WHAT YOU WILL DO ▸
Search the data for the word "never" and copy each line that has it.

THE INPUT ▸

***

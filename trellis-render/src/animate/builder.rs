use super::animation::Animation;
use super::scheduler::SharedScheduler;
use crate::error::Result;
use crate::util::camel_case_to_dash_case;
use std::time::Duration;
use trellis_dom::{NodeId, SharedDocument};

/// Entry point for building animations against one document.
#[derive(Clone)]
pub struct AnimationBuilder {
    document: SharedDocument,
    scheduler: SharedScheduler,
}

impl AnimationBuilder {
    pub fn new(document: SharedDocument, scheduler: SharedScheduler) -> Self {
        Self {
            document,
            scheduler,
        }
    }

    pub fn css(&self) -> CssAnimationBuilder {
        CssAnimationBuilder {
            document: self.document.clone(),
            scheduler: self.scheduler.clone(),
            options: CssAnimationOptions::default(),
        }
    }

    pub fn scheduler(&self) -> &SharedScheduler {
        &self.scheduler
    }
}

#[derive(Debug, Clone, Default, PartialEq, Eq)]
pub struct CssAnimationOptions {
    pub classes_to_add: Vec<String>,
    pub classes_to_remove: Vec<String>,
    /// Added on start and removed again on completion.
    pub animation_classes: Vec<String>,
    /// Milliseconds.
    pub duration: Option<u64>,
    /// Milliseconds.
    pub delay: Option<u64>,
    pub from_styles: Vec<(String, String)>,
    pub to_styles: Vec<(String, String)>,
}

/// Chainable description of a class/style transition.
pub struct CssAnimationBuilder {
    document: SharedDocument,
    scheduler: SharedScheduler,
    options: CssAnimationOptions,
}

impl CssAnimationBuilder {
    pub fn add_class(mut self, class_name: impl Into<String>) -> Self {
        self.options.classes_to_add.push(class_name.into());
        self
    }

    pub fn remove_class(mut self, class_name: impl Into<String>) -> Self {
        self.options.classes_to_remove.push(class_name.into());
        self
    }

    pub fn add_animation_class(mut self, class_name: impl Into<String>) -> Self {
        self.options.animation_classes.push(class_name.into());
        self
    }

    pub fn set_duration(mut self, duration_ms: u64) -> Self {
        self.options.duration = Some(duration_ms);
        self
    }

    pub fn set_delay(mut self, delay_ms: u64) -> Self {
        self.options.delay = Some(delay_ms);
        self
    }

    /// Styles applied before the classes change, and after. Names may be camelCase.
    pub fn set_styles<I, J, K, V>(mut self, from: I, to: J) -> Self
    where
        I: IntoIterator<Item = (K, V)>,
        J: IntoIterator<Item = (K, V)>,
        K: Into<String>,
        V: Into<String>,
    {
        self.options.from_styles = from.into_iter().map(|(k, v)| (k.into(), v.into())).collect();
        self.options.to_styles = to.into_iter().map(|(k, v)| (k.into(), v.into())).collect();
        self
    }

    pub fn options(&self) -> &CssAnimationOptions {
        &self.options
    }

    /// Applies the transition to `element` and schedules its completion
    /// after the element's total transition/animation time.
    pub fn start(self, element: NodeId) -> Result<Animation> {
        let document = &self.document;
        let options = &self.options;

        apply_styles(document, element, &options.from_styles)?;
        if let Some(duration) = options.duration {
            document.set_style(element, "transition-duration", &format!("{duration}ms"))?;
        }
        if let Some(delay) = options.delay {
            document.set_style(element, "transition-delay", &format!("{delay}ms"))?;
        }

        for class_name in &options.classes_to_add {
            document.add_class(element, class_name)?;
        }
        for class_name in &options.animation_classes {
            document.add_class(element, class_name)?;
        }
        for class_name in &options.classes_to_remove {
            document.remove_class(element, class_name)?;
        }
        apply_styles(document, element, &options.to_styles)?;

        let total = total_time(document, element)?;
        let total_ms = total.as_millis() as u64;
        tracing::debug!(
            %element,
            total_ms,
            classes = ?options.animation_classes,
            "css animation started"
        );

        let animation = Animation::new(document.clone(), element, self.options.animation_classes);
        let pending = animation.clone();
        self.scheduler.schedule(total, move || pending.complete());
        Ok(animation)
    }
}

fn apply_styles(
    document: &SharedDocument,
    element: NodeId,
    styles: &[(String, String)],
) -> Result<()> {
    for (name, value) in styles {
        document.set_style(element, &camel_case_to_dash_case(name), value)?;
    }
    Ok(())
}

/// Longest delay plus longest duration across the element's inline
/// transition and animation properties.
fn total_time(document: &SharedDocument, element: NodeId) -> Result<Duration> {
    let longest = |names: [&str; 2]| -> Result<u64> {
        let mut max = 0;
        for name in names {
            if let Some(value) = document.get_style(element, name)? {
                max = max.max(parse_duration_list(&value));
            }
        }
        Ok(max)
    };
    let delay = longest(["transition-delay", "animation-delay"])?;
    let duration = longest(["transition-duration", "animation-duration"])?;
    Ok(Duration::from_millis(delay.saturating_add(duration)))
}

/// Largest entry of a CSS time list such as `0.3s, 150ms`, in milliseconds.
/// Unparseable entries count as zero.
pub fn parse_duration_list(value: &str) -> u64 {
    value.split(',').map(parse_duration).max().unwrap_or(0)
}

fn parse_duration(value: &str) -> u64 {
    let value = value.trim();
    if let Some(ms) = value.strip_suffix("ms") {
        ms.trim().parse::<f64>().map(|v| v.max(0.0) as u64).unwrap_or(0)
    } else if let Some(secs) = value.strip_suffix('s') {
        secs.trim()
            .parse::<f64>()
            .map(|v| (v.max(0.0) * 1000.0).floor() as u64)
            .unwrap_or(0)
    } else {
        0
    }
}
//! HTML serialisation. Shadow roots are written as declarative
//! `<template shadowrootmode="open">` blocks ahead of the light children.

use crate::node::{NodeArena, NodeId, NodeKind};

const VOID_ELEMENTS: &[&str] = &[
    "area", "base", "br", "col", "embed", "hr", "img", "input", "link", "meta", "source", "track",
    "wbr",
];

/// Elements whose text children are written verbatim.
const RAW_TEXT_ELEMENTS: &[&str] = &["script", "style"];

pub(crate) fn write_node(arena: &NodeArena, id: NodeId, out: &mut String) {
    match arena.get(id) {
        Some(NodeKind::Document) => write_children(arena, id, out),
        Some(NodeKind::Text(text)) => {
            let raw = arena
                .parent(id)
                .and_then(|parent| arena.get(parent))
                .and_then(NodeKind::as_element)
                .is_some_and(|parent| RAW_TEXT_ELEMENTS.contains(&parent.tag.as_str()));
            if raw {
                out.push_str(text);
            } else {
                escape_into(text, false, out);
            }
        }
        Some(NodeKind::Comment(text)) => {
            out.push_str("<!--");
            out.push_str(text);
            out.push_str("-->");
        }
        Some(NodeKind::ShadowRoot { .. }) => {
            out.push_str("<template shadowrootmode=\"open\">");
            write_children(arena, id, out);
            out.push_str("</template>");
        }
        Some(NodeKind::Element(data)) => {
            out.push('<');
            out.push_str(&data.tag);
            for (name, value) in &data.attributes {
                write_attribute(name, value, out);
            }
            if let Some(style) = data.style_text() {
                write_attribute("style", &style, out);
            }
            out.push('>');
            if VOID_ELEMENTS.contains(&data.tag.as_str()) {
                return;
            }
            if let Some(shadow_root) = data.shadow_root {
                write_node(arena, shadow_root, out);
            }
            write_children(arena, id, out);
            out.push_str("</");
            out.push_str(&data.tag);
            out.push('>');
        }
        None => {}
    }
}

pub(crate) fn write_children(arena: &NodeArena, id: NodeId, out: &mut String) {
    for child in arena.children(id) {
        write_node(arena, *child, out);
    }
}

fn write_attribute(name: &str, value: &str, out: &mut String) {
    out.push(' ');
    out.push_str(name);
    out.push_str("=\"");
    escape_into(value, true, out);
    out.push('"');
}

fn escape_into(text: &str, attribute: bool, out: &mut String) {
    for c in text.chars() {
        match c {
            '&' => out.push_str("&amp;"),
            '<' if !attribute => out.push_str("&lt;"),
            '>' if !attribute => out.push_str("&gt;"),
            '"' if attribute => out.push_str("&quot;"),
            '\u{a0}' => out.push_str("&nbsp;"),
            _ => out.push(c),
        }
    }
}

#[cfg(test)]
mod tests {
    use crate::Document;

    #[test]
    fn test_serialises_attributes_text_and_void_elements() {
        let doc = Document::new();
        let p = doc.create_element("p");
        doc.set_attribute(p, "title", "a \"quoted\" & <b>").unwrap();
        doc.append_child(p, doc.create_text_node("1 < 2 & 3")).unwrap();
        doc.append_child(p, doc.create_element("br")).unwrap();

        assert_eq!(
            doc.outer_html(p).unwrap(),
            "<p title=\"a &quot;quoted&quot; &amp; <b>\">1 &lt; 2 &amp; 3<br></p>"
        );
    }

    #[test]
    fn test_style_elements_are_raw_text() {
        let doc = Document::new();
        let style = doc.create_style_element("a > b { color: red }");
        assert_eq!(
            doc.outer_html(style).unwrap(),
            "<style>a > b { color: red }</style>"
        );
    }

    #[test]
    fn test_shadow_root_is_declarative_template() {
        let doc = Document::new();
        let host = doc.create_element("x-card");
        let shadow = doc.create_shadow_root(host).unwrap();
        doc.append_child(shadow, doc.create_element("slot")).unwrap();
        doc.append_child(host, doc.create_text_node("light")).unwrap();

        assert_eq!(
            doc.outer_html(host).unwrap(),
            "<x-card><template shadowrootmode=\"open\"><slot></slot></template>light</x-card>"
        );
    }

    #[test]
    fn test_document_html() {
        let doc = Document::new();
        assert_eq!(
            doc.to_html(),
            "<!DOCTYPE html><html><head></head><body></body></html>"
        );
    }
}
//! CSS enter/leave animations with host-driven completion.

mod animation;
mod builder;
mod scheduler;
mod timer;

pub use animation::Animation;
pub use builder::{parse_duration_list, AnimationBuilder, CssAnimationBuilder, CssAnimationOptions};
pub use scheduler::{AnimationScheduler, SharedScheduler};
pub use timer::{Timer, TimerId, TimerQueue};
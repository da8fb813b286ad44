// accrete/src/merge/reducers.rs

//! The named merge-strategy families. Each constructor returns a ready
//! `FieldSchema` so callers declare a field's whole policy in one
//! expression; `.with_default(..)` can still override or add a default.

use crate::schema::field::FieldSchema;
use std::collections::HashSet;
use std::hash::Hash;

/// Append: previous (defaulting to the empty sequence) followed by incoming,
/// in order, never deduplicating. An explicit clear unsets the field.
pub fn append<T: Clone + Send + Sync + 'static>() -> FieldSchema<Vec<T>> {
  FieldSchema::with_merge(|previous: Option<Vec<T>>, incoming: Option<Vec<T>>| {
    let incoming = incoming?;
    let mut next = previous.unwrap_or_default();
    next.extend(incoming);
    Some(next)
  })
  .with_default(Vec::new)
}

/// Set union preserving first-seen order: previous elements keep their
/// order, new elements from incoming are appended in their given order,
/// duplicates are dropped. An explicit clear unsets the field.
pub fn union<T: Clone + Eq + Hash + Send + Sync + 'static>() -> FieldSchema<Vec<T>> {
  FieldSchema::with_merge(|previous: Option<Vec<T>>, incoming: Option<Vec<T>>| {
    let incoming = incoming?;
    let mut seen = HashSet::new();
    let mut next = Vec::new();
    for item in previous.unwrap_or_default().into_iter().chain(incoming) {
      if seen.insert(item.clone()) {
        next.push(item);
      }
    }
    Some(next)
  })
  .with_default(Vec::new)
}

/// Append, unless the incoming sequence matches `is_replacement_signal`, in
/// which case it replaces the accumulated value wholesale. This lets a step
/// say "everything you knew is stale, here is the authoritative
/// replacement".
///
/// The predicate is an explicit policy parameter; the merge itself knows
/// nothing about any particular marker text.
pub fn replace_on_signal<T, P>(is_replacement_signal: P) -> FieldSchema<Vec<T>>
where
  T: Clone + Send + Sync + 'static,
  P: Fn(&[T]) -> bool + Send + Sync + 'static,
{
  FieldSchema::with_merge(move |previous: Option<Vec<T>>, incoming: Option<Vec<T>>| {
    let incoming = incoming?;
    if is_replacement_signal(&incoming) {
      return Some(incoming);
    }
    let mut next = previous.unwrap_or_default();
    next.extend(incoming);
    Some(next)
  })
  .with_default(Vec::new)
}

/// Replace ignoring previous: the incoming entry is the next value verbatim,
/// the accumulated value is never consulted. Used for fields a later step
/// fully recomputes, such as an enumerated options list.
pub fn replace<T: Clone + Send + Sync + 'static>() -> FieldSchema<T> {
  FieldSchema::with_merge(|_previous, incoming| incoming)
}

/// Replace with a zero-value default: a counter a step fully recomputes on
/// every write, starting from `T::default()`. Bounds a retry/condense loop;
/// checking the counter against a threshold stays with the orchestrator.
pub fn counter<T: Clone + Default + Send + Sync + 'static>() -> FieldSchema<T> {
  replace::<T>().with_default(T::default)
}
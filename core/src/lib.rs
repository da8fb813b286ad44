// src/lib.rs

//! Accrete: a declarative state-merge engine for step-based workflows.
//!
//! Each step of a multi-stage pipeline emits a *partial update* to a shared
//! accumulating state; accrete combines that update with the previously
//! accumulated state according to a per-field merge policy declared once, up
//! front, independent of which step produced the update. Features:
//!  - Per-field merge functions and default-value factories.
//!  - Ordered schemas with cross-schema field reuse (one-time policy share).
//!  - Typed field keys and a three-valued per-field update representation
//!    (no opinion / explicit clear / new value).
//!  - A pure merge engine: every applied update yields a new snapshot, and
//!    untouched fields keep their exact shared value.
//!  - Named reducer families: append, set-union in first-seen order,
//!    replace-on-signal, replace, counter.
//!  - A parking_lot-backed per-run state cell retaining every intermediate
//!    snapshot for inspection and replay.
//!  - A configuration schema for run-level options, merged with the same
//!    semantics but scoped separately from workflow state.

// Declare modules according to the planned structure
pub mod config;
pub mod error;
pub mod merge;
pub mod routing;
pub mod schema;
pub mod state;

// --- Re-exports for the Public API ---

// Core types that users will interact with frequently
pub use crate::schema::definition::{FieldKey, Schema, SchemaBuilder};
pub use crate::schema::field::{AnyValue, DefaultFn, FieldSchema, MergeFn};

pub use crate::state::cell::StateCell;
pub use crate::state::snapshot::StateSnapshot;
pub use crate::state::update::{FieldUpdate, Update};

// The merge engine entry point and the named reducer families
pub use crate::merge::engine::apply;
pub use crate::merge::reducers;

pub use crate::config::{ConfigSchema, ConfigSchemaBuilder};
pub use crate::routing::Route;

pub use crate::error::{AccreteError, AccreteResult};

/*
    Core Workflow:
    1. Declare a `Schema` with one `FieldSchema` per state slot, keeping the
       typed `FieldKey`s the builder returns.
    2. Initialize a run with `StateSnapshot::init` (or `init_with` a seed),
       optionally wrapping it in a `StateCell`.
    3. Each pipeline step builds an `Update` with the fields it has an
       opinion on and hands it to `apply` (or `StateCell::apply`).
    4. The orchestrator reads the routing field (`Route<S>`) from the merged
       state to decide which step runs next; `Route::Done` ends the run.
    5. Run-level options live in a `ConfigSchema`, resolved once per run.
*/
// accrete/src/error.rs
use thiserror::Error;

#[derive(Debug, Error)]
pub enum AccreteError {
  #[error("Duplicate field '{field}' in schema '{schema}'")]
  DuplicateField { schema: String, field: String },

  #[error("Unknown field '{field}' on schema '{schema}'")]
  UnknownField { schema: String, field: String },

  #[error("Type mismatch for field '{field}' on schema '{schema}' (expected {expected}, got {actual})")]
  TypeMismatch {
    schema: String,
    field: String,
    expected: &'static str,
    actual: &'static str,
  },

  #[error("Field key '{field}' was minted by a different schema than '{schema}'")]
  ForeignKey { schema: String, field: String },

  #[error("Internal accrete error: {0}")]
  Internal(String),
}

pub type AccreteResult<T, E = AccreteError> = std::result::Result<T, E>;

***

EXERCISE SOLUTION ▸
/// in order, never deduplicating. An explicit clear unsets the field.
/// the accumulated value is never consulted. Used for fields a later step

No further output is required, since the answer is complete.